Pocas veces hemos experimentado un momento de descomposición estatal tan profundo y acelerado. El cierre del Estado del 52 a manos del MAS, ha desencadenado todas las fuerzas centrípetas de la nación. La imposibilidad de constituir un Estado en los marcos de una visión étnica, y el fallido intento de construir una sociedad étnica ha puesto la nación en estado de crisis. Las instituciones diezmadas por los 16 años masistas, los poderes del Estado secuestrados a favor de una sola fuerza política y en un afán de imponer una visión unipolar de la historia, del mundo y de nuestra propia realidad, han terminado pulverizando la estructura de la nacionalidad.

No se trata de un momento difícil, se trata del desmoronamiento acelerado de toda la estructura del Estado, a lo que debe sumarse el vació discursivo e ideológico que reina en la actualidad. Sin estructuras de soporte político, sin un proyecto que dé continuidad a la historia después del fin del Estado del 52, una hegemonía política centrada en el enfrentamiento étnico y social, un estado plurinacional fallido y una estabilidad económica en vilo, configuran un momento de extrema peligrosidad.

En el horizonte próximo no se vislumbra nada que pueda darle certidumbre la ciudadanía. A más de los reducidos grupos de diputados de oposición que dan batalla de forma encomiable, la política se ha degradado al nivel de la diatriba, los insultos y los golpes amañados, protegidos y en algunos casos propiciados por el MAS.  Toda la dinámica que otrora daba fuerza a los argumentos, que le brindaban al ciudadano de a pie la posibilidad de racionalizar las posibilidades del futuro se han reducido a la mínima expresión, y la esfera política dominada por la mayoría masista, hoy eventualmente dividida,  ha desplegado sistemáticamente un movimiento retrógrado donde la política entendida como servicio al país ha desaparecido, la sustituyeron la corrupción, las narrativas corporativas de los movimientos sociales, la mentira, el embuste, la postverdad y una infinita alegoría de ensoñaciones míticas en las que ya nadie cree.

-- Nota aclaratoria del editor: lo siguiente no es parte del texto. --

//! Passage Retriever - 시맨틱 패시지 검색
//!
//! SQLite 패시지 저장소 + LanceDB 벡터 인덱스를 묶어
//! 쿼리 임베딩 기반 최근접 검색을 제공합니다.

use std::path::Path;
use std::sync::Arc;

use anyhow::{Context, Result};
use chrono::Utc;
use uuid::Uuid;

use crate::embedding::EmbeddingProvider;
use crate::error::GuideError;

use super::chunker::{default_chunker, Chunker};
use super::lance::LanceVectorStore;
use super::store::{Passage, PassageStore, StoreStats};
use super::vector::{VectorEntry, VectorStore};

/// 패시지 컬렉션 이름 (에러 메시지 표기용)
const COLLECTION_NAME: &str = "passages";

// ============================================================================
// Types
// ============================================================================

/// 검색된 패시지
#[derive(Debug, Clone)]
pub struct RetrievedPassage {
    /// 패시지 ID
    pub passage_id: String,
    /// 원본 파일명
    pub source_file: String,
    /// 파일 내 순번 (인용 표기용)
    pub part_index: i32,
    /// 패시지 텍스트
    pub text: String,
    /// 유사도 스코어 (높을수록 유사)
    pub similarity: f32,
}

/// 수집 결과
#[derive(Debug, Clone)]
pub struct IndexOutcome {
    pub source_file: String,
    pub passage_count: usize,
}

// ============================================================================
// PassageRetriever
// ============================================================================

/// 패시지 검색기
///
/// 수집 시에는 청킹 + 임베딩 + 이중 저장을, 서비스 시에는
/// 쿼리 임베딩 기반 최근접 검색을 담당합니다.
pub struct PassageRetriever {
    store: PassageStore,
    vector: LanceVectorStore,
    embedder: Arc<dyn EmbeddingProvider>,
    chunker: Box<dyn Chunker>,
}

impl PassageRetriever {
    /// 지정된 데이터 디렉토리로 생성
    pub async fn with_data_dir(
        data_dir: &Path,
        embedder: Arc<dyn EmbeddingProvider>,
    ) -> Result<Self> {
        if !data_dir.exists() {
            std::fs::create_dir_all(data_dir).context("Failed to create data directory")?;
        }

        let db_path = data_dir.join("passages.db");
        let store = PassageStore::open(&db_path).context("Failed to open passage store")?;

        let lance_path = data_dir.join("passages.lance");
        let vector = LanceVectorStore::open(&lance_path)
            .await
            .context("Failed to open vector store")?;

        Ok(Self {
            store,
            vector,
            embedder,
            chunker: default_chunker(),
        })
    }

    /// 문서 텍스트 수집 (청킹 + 임베딩 + 저장)
    ///
    /// # Arguments
    /// * `source_file` - 원본 파일명 (인용에 사용)
    /// * `text` - 문서 전체 텍스트
    pub async fn index_text(&self, source_file: &str, text: &str) -> Result<IndexOutcome> {
        let chunks = self.chunker.chunk(text);
        if chunks.is_empty() {
            tracing::warn!("No chunks generated for document: {}", source_file);
            return Ok(IndexOutcome {
                source_file: source_file.to_string(),
                passage_count: 0,
            });
        }

        let total_parts = chunks.len() as i32;
        let char_length = text.chars().count();
        let now = Utc::now();

        let mut passages = Vec::with_capacity(chunks.len());
        let mut entries = Vec::with_capacity(chunks.len());

        for (i, chunk) in chunks.iter().enumerate() {
            let embedding = self
                .embedder
                .embed(chunk)
                .await
                .context("Failed to embed chunk")?;

            let id = Uuid::new_v4().to_string();
            let part_index = i as i32 + 1;

            passages.push(Passage {
                id: id.clone(),
                text: chunk.clone(),
                source_file: source_file.to_string(),
                part_index,
                total_parts,
                char_length,
                ingested_at: now,
            });

            entries.push(VectorEntry {
                passage_id: id,
                source_file: source_file.to_string(),
                part_index,
                text: chunk.clone(),
                embedding,
            });
        }

        self.store
            .insert_batch(&passages)
            .context("Failed to store passages")?;
        self.vector
            .insert_batch(&entries)
            .await
            .context("Failed to insert vectors")?;

        tracing::info!(
            "Indexed document: {} ({} passages)",
            source_file,
            passages.len()
        );

        Ok(IndexOutcome {
            source_file: source_file.to_string(),
            passage_count: passages.len(),
        })
    }

    /// 상위 k개 패시지 검색 (유사도 내림차순)
    ///
    /// 컬렉션이 없거나 비어 있으면 StoreUnavailable을 반환합니다.
    /// 호출자는 이를 "근거 없음"으로 처리해야 하며 크래시해서는 안 됩니다.
    pub async fn retrieve_top_k(
        &self,
        query: &str,
        k: usize,
    ) -> Result<Vec<RetrievedPassage>, GuideError> {
        let vector_count = self
            .vector
            .count()
            .await
            .map_err(|e| GuideError::store_unavailable(COLLECTION_NAME, e.to_string()))?;

        if vector_count == 0 {
            return Err(GuideError::store_unavailable(
                COLLECTION_NAME,
                "collection is empty; run ingestion first",
            ));
        }

        let query_embedding = self
            .embedder
            .embed(query)
            .await
            .map_err(|e| GuideError::store_unavailable(COLLECTION_NAME, e.to_string()))?;

        let hits = self
            .vector
            .search(&query_embedding, k)
            .await
            .map_err(|e| GuideError::store_unavailable(COLLECTION_NAME, e.to_string()))?;

        Ok(hits
            .into_iter()
            .map(|hit| RetrievedPassage {
                passage_id: hit.passage_id,
                source_file: hit.source_file,
                part_index: hit.part_index,
                text: hit.text,
                similarity: hit.similarity,
            })
            .collect())
    }

    /// 재수집 전 전체 초기화
    pub async fn purge(&self) -> Result<()> {
        self.vector.clear().await?;
        self.store.purge()?;
        Ok(())
    }

    /// 저장소 통계
    pub async fn stats(&self) -> Result<RetrieverStats> {
        let store_stats = self.store.stats()?;
        let vector_count = self.vector.count().await?;

        Ok(RetrieverStats {
            store: store_stats,
            vector_count,
        })
    }

    /// 내부 스토어 접근
    pub fn store(&self) -> &PassageStore {
        &self.store
    }
}

/// 검색기 통계
#[derive(Debug, Clone)]
pub struct RetrieverStats {
    pub store: StoreStats,
    pub vector_count: usize,
}

// ============================================================================
// Tests
// ============================================================================

#[cfg(test)]
mod tests {
    use super::*;
    use async_trait::async_trait;
    use tempfile::TempDir;

    /// 결정적 스텁 임베더 (네트워크 없음)
    struct StubEmbedding;

    #[async_trait]
    impl EmbeddingProvider for StubEmbedding {
        async fn embed(&self, text: &str) -> Result<Vec<f32>> {
            // 텍스트 길이 기반 고정 벡터
            let seed = text.chars().count() as f32;
            let mut v = vec![0.0; self.dimension()];
            v[0] = seed / 1000.0;
            v[1] = 1.0;
            Ok(v)
        }

        fn dimension(&self) -> usize {
            super::super::vector::EMBEDDING_DIMENSION as usize
        }

        fn name(&self) -> &str {
            "stub"
        }
    }

    async fn test_retriever(dir: &TempDir) -> PassageRetriever {
        PassageRetriever::with_data_dir(dir.path(), Arc::new(StubEmbedding))
            .await
            .unwrap()
    }

    #[tokio::test]
    async fn test_retrieve_from_empty_store_is_unavailable() {
        let dir = TempDir::new().unwrap();
        let retriever = test_retriever(&dir).await;

        let result = retriever.retrieve_top_k("fauna do parque", 5).await;
        assert!(matches!(
            result,
            Err(GuideError::StoreUnavailable { .. })
        ));
    }

    #[tokio::test]
    async fn test_index_and_retrieve() {
        let dir = TempDir::new().unwrap();
        let retriever = test_retriever(&dir).await;

        let outcome = retriever
            .index_text(
                "PlanoManejo.pdf",
                "O Parque Nacional da Tijuca abriga diversas trilhas e cachoeiras.",
            )
            .await
            .unwrap();
        assert_eq!(outcome.passage_count, 1);

        let results = retriever.retrieve_top_k("trilhas", 5).await.unwrap();
        assert_eq!(results.len(), 1);
        assert_eq!(results[0].source_file, "PlanoManejo.pdf");
        assert_eq!(results[0].part_index, 1);
    }

    #[tokio::test]
    async fn test_purge_resets_collection() {
        let dir = TempDir::new().unwrap();
        let retriever = test_retriever(&dir).await;

        retriever
            .index_text("PlanoManejo.pdf", "texto de teste para o parque")
            .await
            .unwrap();
        retriever.purge().await.unwrap();

        let stats = retriever.stats().await.unwrap();
        assert_eq!(stats.store.passage_count, 0);
        assert_eq!(stats.vector_count, 0);

        let result = retriever.retrieve_top_k("teste", 3).await;
        assert!(matches!(result, Err(GuideError::StoreUnavailable { .. })));
    }
}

En un país devastado, con una institucionalidad democrática pulverizada, sin un sistema de partidos capaces de expresar las pulsiones de la sociedad civil, sin el menor atisbo de restituir una visión que represente a todos los bolivianos más allá del color de la piel, la cultura o el nivel económico, con una ausencia crónica de liderazgos renovados y con una ausencia total de interpretaciones y propuestas  capaces de orientar el accionar de las nuevas generaciones, la certeza de que la herencia masista resultó desastrosa inunda la conciencia nacional.

Bajo una suerte de silencio resignado, somos espectadores del interregno más políticamente pobre, socialmente neutralizado y culturalmente silencioso de al menos los últimos 40 años. Nunca como hoy el país se cae a pedazos y apenas sí podemos percatarnos. Ya no hay ley, cualquiera puede tomar las tierras que se le ocurran, ya no hay protección ciudadana, la policía se ha trasformado en el comando de mercenarios y delincuentes, ya no hay representantes ciudadanos en los curules parlamentarios, solo quedan (exceptuando un reducido grupo de valientes diputados y senadores) acólitos, tránsfugas y levanta manos, ya no hay políticas de estado, no hay programas de gobierno, no hay partidos que nos representen, es decir, ya no hay nada de lo que, en última instancia, constituye las estructuras de una nación con futuro.

La necesidad de un verdadero cambio, del empoderamiento del ciudadano, de la refundación de la política y la generación de un gran debate nacional sobre el Estado que deseamos, la democracia que deseamos y el futuro que podríamos lograr, es hoy, sin duda, un imperativo histórico.